Jawa Timur merupakan provinsi yang memiliki banyak pusat perindustrian dan laju pertumbuhan penduduk 0.64%. Seiring dengan pertumbuhan penduduk maka kebutuhan air bersih juga akan meningkat. Permasalahan yang sering dijumpai di masyarakat berkaitan dengan pelayanan penyediaan air dari segi kualitas dan kuantitas air. Maka dari itu upaya pemenuhan air bersih yang berkualitas dan sehat perlu dilakukan pengawasan air bersih secara rutin. Tujuan penelitian adalah menggambarkan kualitas air secara fisik (suhu, bau, jumlah zat padat terlarut (TDS), kekeruhan, rasa, warna, dan DHL), kimia (pH, fluorida, kromium, timbal, seng, kesadahan, khlorida, nitrat,nitrit, sulfat, zat organik, dan deterjen), dan mikrobiologi (total koliform) pada kawasan domestik di Jawa Timur, tahun 2019. Metode penelitian adalah deskriptif kuantitatif dengan pendekatan Analisis Data Sekunder yang diperoleh dari BBTKLPP Surabaya pada Bulan Juli-Desember tahun 2019. Sampel yang digunakan sebanyak 54 sampel pemeriksaan kualitas fisik dan kimia, serta 29 sampel pemeriksaan kualitas mikrobiologi.
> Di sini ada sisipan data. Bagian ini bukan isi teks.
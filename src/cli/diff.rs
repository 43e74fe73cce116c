//! Diff subcommand: compare two inventories offline.

use super::graph::SourceArgs;
use clap::Args;

/// Arguments for the diff subcommand
#[derive(Args, Debug)]
pub struct DiffArgs {
    /// Left inventory source(s)
    #[arg(long, value_name = "SRC", num_args = 1.., required = true)]
    pub left: Vec<String>,

    /// Right inventory source(s)
    #[arg(long, value_name = "SRC", num_args = 1.., required = true)]
    pub right: Vec<String>,

    #[command(flatten)]
    pub sources: SourceArgs,

    /// Output format: text (default) or json
    #[arg(short, long, default_value = "text", value_name = "FORMAT")]
    pub format: DiffFormat,

    /// Exit with status 1 when the inventories differ
    #[arg(long)]
    pub exit_code: bool,
}

/// Output format for diff results
#[derive(Debug, Clone, Copy, Default, PartialEq, Eq)]
pub enum DiffFormat {
    #[default]
    Text,
    Json,
}

impl std::str::FromStr for DiffFormat {
    type Err = String;

    fn from_str(s: &str) -> Result<Self, Self::Err> {
        match s.to_lowercase().as_str() {
            "text" => Ok(DiffFormat::Text),
            "json" => Ok(DiffFormat::Json),
            _ => Err(format!("Invalid format '{}'. Valid options: text, json", s)),
        }
    }
}

impl std::fmt::Display for DiffFormat {
    fn fmt(&self, f: &mut std::fmt::Formatter<'_>) -> std::fmt::Result {
        match self {
            DiffFormat::Text => write!(f, "text"),
            DiffFormat::Json => write!(f, "json"),
        }
    }
}

#[cfg(test)]
mod tests {
    use super::*;

    #[test]
    fn format_parsing() {
        assert_eq!("JSON".parse::<DiffFormat>().unwrap(), DiffFormat::Json);
        assert_eq!("text".parse::<DiffFormat>().unwrap(), DiffFormat::Text);
        assert!("summary".parse::<DiffFormat>().is_err());
        assert_eq!(DiffFormat::Json.to_string(), "json");
    }
}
Hasil penelitian kualitas air bersih kategori tidak memenuhi syarat adalah kualitas fisik (5,56%) dari 54 sampel, kualitas kimia sebanyak (9,26%) dari 54 sampel, dan (27,58%) dari 29 sampel. Parameter kualitas air bersih di kawasan domestik kategori tidak memenuhi syarat yaitu parameter fisika (bau, TDS dan rasa), parameter kimia (mangan, kesadahan, khlorida) parameter mikrobiologik (total koliform). Saran perlu adanya pemeriksaan rutin sebagai upaya mempertahankan kulitas air dan dilakukan penelitian lanjut dalam pengolahan air yang benar sehingga memperoleh air yang sesuai baku mutu air bersih.